Bibliographische Angabe
Autor: Ursula K. LeGuin
Title: The Unreal and the Real
Genre: Short Stories
Publisher: Saga Press
Erschienen: 2016
Bibliographische Angabe
Editor: John Joseph Adams
Titles: Wastelands (1 und 2)
Genre: Short Stories
Publisher: Titan Press
Erschienen: 2020 und 2015
Tipps aus dem Archive.org
Autor: Paul McAuley
Title: Child of Stones
Genre: Short Story
Publisher: SCI-FI.COM, Internet Archive
Erschienen: 2003
Tipps aus dem Archive.org
Autor: Joan D. Vinge
Title: To Bell the Cat
Genre: Short Story
Publisher: SCI-FI.COM, Internet Archive.
Erschienen: 1977 in Isaac Asimov's Science Fiction Magazine
Tipps aus dem Archive.org
Autor: Robert Sheckley
Title: A Wind is Rising
Genre: Short Story
Publisher: SCI-FI.COM, Internet Archive.
Erschienen: 1957 in Galaxy Magazine
Tipps aus dem Archive.org
Autor: Gardner Dazois
Title: A Kingdom of the Sea
Genre: Short Story
Publisher: SCI-FI.COM, Internet Archive
Erschienen: 1972 Orbit 10 ed. Damon Knight GP Putnam’s
Früher habe ich immer gedacht: Ach nee, keine Kurzgeschichten, das sind ja nur halbe Geschichten. Außerdem sind die immer gruselig oder traurig oder ultrabrutal. Na ja. Das ist eben Kunst. Aber kann Kunst nicht einfach schön sein, ohne mich gleich zu schocken?

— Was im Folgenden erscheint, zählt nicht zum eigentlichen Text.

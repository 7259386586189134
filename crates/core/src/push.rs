//! Push delivery port.
//!
//! The sender receives a [`PushGateway`] handle at construction time; there
//! is no process-global push client. A gateway never returns an error: an
//! unreachable or unconfigured provider is reported as a [`PushResult`] with
//! zero successes so the caller can record it on the notification.

use std::collections::BTreeMap;

use async_trait::async_trait;

/// Message fanned out to every device token of one recipient.
#[derive(Debug, Clone, PartialEq, Eq)]
pub struct PushMessage {
    pub tokens: Vec<String>,
    pub title: String,
    pub body: String,
    /// String key/value payload delivered alongside the visible message.
    pub data: BTreeMap<String, String>,
}

/// Per-send summary returned by a gateway.
#[derive(Debug, Clone, Default, PartialEq, Eq)]
pub struct PushResult {
    pub success_count: usize,
    pub failure_count: usize,
    pub error: Option<String>,
    /// Tokens the provider accepted.
    pub delivered_tokens: Vec<String>,
    /// Tokens the provider reported as permanently unregistered.
    pub invalid_tokens: Vec<String>,
}

impl PushResult {
    /// Every token failed for the same reason.
    pub fn all_failed(token_count: usize, error: impl Into<String>) -> Self {
        Self {
            success_count: 0,
            failure_count: token_count,
            error: Some(error.into()),
            ..Self::default()
        }
    }
}

#[async_trait]
pub trait PushGateway: Send + Sync {
    async fn send(&self, message: &PushMessage) -> PushResult;
}

/// Stand-in used when no push provider is configured.
///
/// Every send fails with an explanatory message instead of erroring out.
#[derive(Debug, Clone, Default)]
pub struct UnconfiguredGateway;

/// Error recorded for sends attempted without a configured provider.
pub const ERR_GATEWAY_NOT_CONFIGURED: &str = "push gateway not configured";

#[async_trait]
impl PushGateway for UnconfiguredGateway {
    async fn send(&self, _message: &PushMessage) -> PushResult {
        PushResult {
            error: Some(ERR_GATEWAY_NOT_CONFIGURED.to_string()),
            ..PushResult::default()
        }
    }
}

Aber dann habe ich mich genauer mit Kurzgeschichten auseinandergesetzt. Zum Beispiel bietet das Internet Archiv — die Webseite www.archive.org — viele Kurzgeschichten gratis zum Lesen und Download an. Ich hatte mich dereinst für Sci-Fi-Geschichten interessiert, die auf SCIFI.COM veröffentlicht worden waren. Darunter waren Geschichten von 2003 wie the Child of Stones von Paul McAuley. Aber auch ältere Geschichten wie To Bell the Cat von Joan D. Vinge von 1977 oder A Wind Is Rising von Robert Sheckley von 1957. Ich habe diese drei Texte einmal per ›Käse-picken‹ herausgesucht, wie eine Schweizer Kollegin es nannte.
Was ihnen allen gemein ist: Die typisch unaufgeregte Erzählung mit knappen, exakten Beschreibungen. Natürlich ist Englisch gemeinhin schnörkelloser als Deutsch. Haben Sie einmal eigene literarische Texte übersetzt? Sie werden überrascht sein.
Das Schöne: Den Geschichten, die ich las, lastete nichts Gruseliges an. Keine Schlabbermonster oder zwanzigarmige Tentakeltiere, die über Land wandern. Hier wird dem Genre Sci-Fi oft Unrecht getan. Auf Gesellschaftskritik stieß ich allemal. So begann die Geschichte A Kingdom by the Sea von Gardner Dozois damit, dass der Protagonist mit einem Hammer in der Hand Kühe tötete. Ich zweifelte. Welches Fazit kann ich erwarten?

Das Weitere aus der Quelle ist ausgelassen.